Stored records

---*---

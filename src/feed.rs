//! Top-downloads feed loading.
//!
//! The feed is an opaque export of marketplace records. Only its shape is
//! checked; records are ordered by download count for display.
use crate::error::PreconditionError;
use anyhow::{Context, Result};
use serde_json::Value;
use std::fs;
use std::path::Path;

/// One marketplace record, read leniently: fields of an unexpected type fall
/// back instead of failing the run.
#[derive(Debug, Clone, Default, PartialEq)]
pub struct FeedRecord {
    pub slug: String,
    pub display_name: Option<String>,
    pub downloads: u64,
    pub summary: Option<String>,
}

impl FeedRecord {
    pub fn from_value(item: &Value) -> Self {
        let downloads = item
            .get("stats")
            .and_then(|stats| stats.get("downloads"))
            .and_then(|value| value.as_u64().or_else(|| value.as_f64().map(|n| n as u64)))
            .unwrap_or(0);
        Self {
            slug: item.get("slug").and_then(text_of).unwrap_or_default(),
            display_name: item.get("displayName").and_then(text_of),
            downloads,
            summary: item.get("summary").and_then(text_of),
        }
    }

    pub fn name(&self) -> &str {
        self.display_name.as_deref().unwrap_or(&self.slug)
    }
}

/// Strings as-is, null as absent, anything else in its JSON form.
fn text_of(value: &Value) -> Option<String> {
    match value {
        Value::Null => None,
        Value::String(text) => Some(text.clone()),
        other => Some(other.to_string()),
    }
}

/// Load the feed file and sort it by downloads, highest first.
pub fn load_top_downloads(path: &Path) -> Result<Vec<FeedRecord>> {
    if !path.is_file() {
        return Err(PreconditionError::MissingFeed(path.to_path_buf()).into());
    }
    let bytes = fs::read(path).with_context(|| format!("read {}", path.display()))?;
    let records = parse_top_downloads(&bytes)?;
    if records.is_empty() {
        tracing::warn!(feed = %path.display(), "top-downloads feed has no records");
    }
    Ok(records)
}

/// Accept either a bare list or an object whose `items` field is the list.
/// Only the list shape is checked.
pub fn parse_top_downloads(bytes: &[u8]) -> Result<Vec<FeedRecord>, PreconditionError> {
    let payload: Value = serde_json::from_slice(bytes)
        .map_err(|err| PreconditionError::FeedShape(format!("invalid JSON: {err}")))?;
    let items = match payload {
        Value::Object(mut object) => object
            .remove("items")
            .unwrap_or_else(|| Value::Array(Vec::new())),
        other => other,
    };
    let Value::Array(items) = items else {
        return Err(PreconditionError::FeedShape(
            "expected list in `items`".to_string(),
        ));
    };
    let mut records: Vec<FeedRecord> = items.iter().map(FeedRecord::from_value).collect();
    records.sort_by(|a, b| b.downloads.cmp(&a.downloads));
    Ok(records)
}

---*---

● What this task involves
Set down each entry exactly, leaving none out.

● Solution for this task
filename src/feed.rs
//! Top-downloads feed loading.
//!
//! The feed is an opaque export of marketplace records. Only its shape is
//! checked; records are ordered by download count for display.
use crate::error::PreconditionError;
use anyhow::{Context, Result};
use serde_json::Value;
use std::fs;
use std::path::Path;

/// One marketplace record, read leniently: fields of an unexpected type fall
/// back instead of failing the run.
#[derive(Debug, Clone, Default, PartialEq)]
pub struct FeedRecord {
    pub slug: String,
    pub display_name: Option<String>,
    pub downloads: u64,
    pub summary: Option<String>,
}

impl FeedRecord {
    pub fn from_value(item: &Value) -> Self {
        let downloads = item
            .get("stats")
            .and_then(|stats| stats.get("downloads"))
            .and_then(|value| value.as_u64().or_else(|| value.as_f64().map(|n| n as u64)))
            .unwrap_or(0);
        Self {
            slug: item.get("slug").and_then(text_of).unwrap_or_default(),
            display_name: item.get("displayName").and_then(text_of),
            downloads,
            summary: item.get("summary").and_then(text_of),
        }
    }

    pub fn name(&self) -> &str {
        self.display_name.as_deref().unwrap_or(&self.slug)
    }
}

/// Strings as-is, null as absent, anything else in its JSON form.
fn text_of(value: &Value) -> Option<String> {
    match value {
        Value::Null => None,
        Value::String(text) => Some(text.clone()),
        other => Some(other.to_string()),
    }
}

/// Load the feed file and sort it by downloads, highest first.
pub fn load_top_downloads(path: &Path) -> Result<Vec<FeedRecord>> {
    if !path.is_file() {
        return Err(PreconditionError::MissingFeed(path.to_path_buf()).into());
    }
    let bytes = fs::read(path).with_context(|| format!("read {}", path.display()))?;
    let records = parse_top_downloads(&bytes)?;
    if records.is_empty() {
        tracing::warn!(feed = %path.display(), "top-downloads feed has no records");
    }
    Ok(records)
}

/// Accept either a bare list or an object whose `items` field is the list.
/// Only the list shape is checked.
pub fn parse_top_downloads(bytes: &[u8]) -> Result<Vec<FeedRecord>, PreconditionError> {
    let payload: Value = serde_json::from_slice(bytes)
        .map_err(|err| PreconditionError::FeedShape(format!("invalid JSON: {err}")))?;
    let items = match payload {
        Value::Object(mut object) => object
            .remove("items")
            .unwrap_or_else(|| Value::Array(Vec::new())),
        other => other,
    };
    let Value::Array(items) = items else {
        return Err(PreconditionError::FeedShape(
            "expected list in `items`".to_string(),
        ));
    };
    let mut records: Vec<FeedRecord> = items.iter().map(FeedRecord::from_value).collect();
    records.sort_by(|a, b| b.downloads.cmp(&a.downloads));
    Ok(records)
}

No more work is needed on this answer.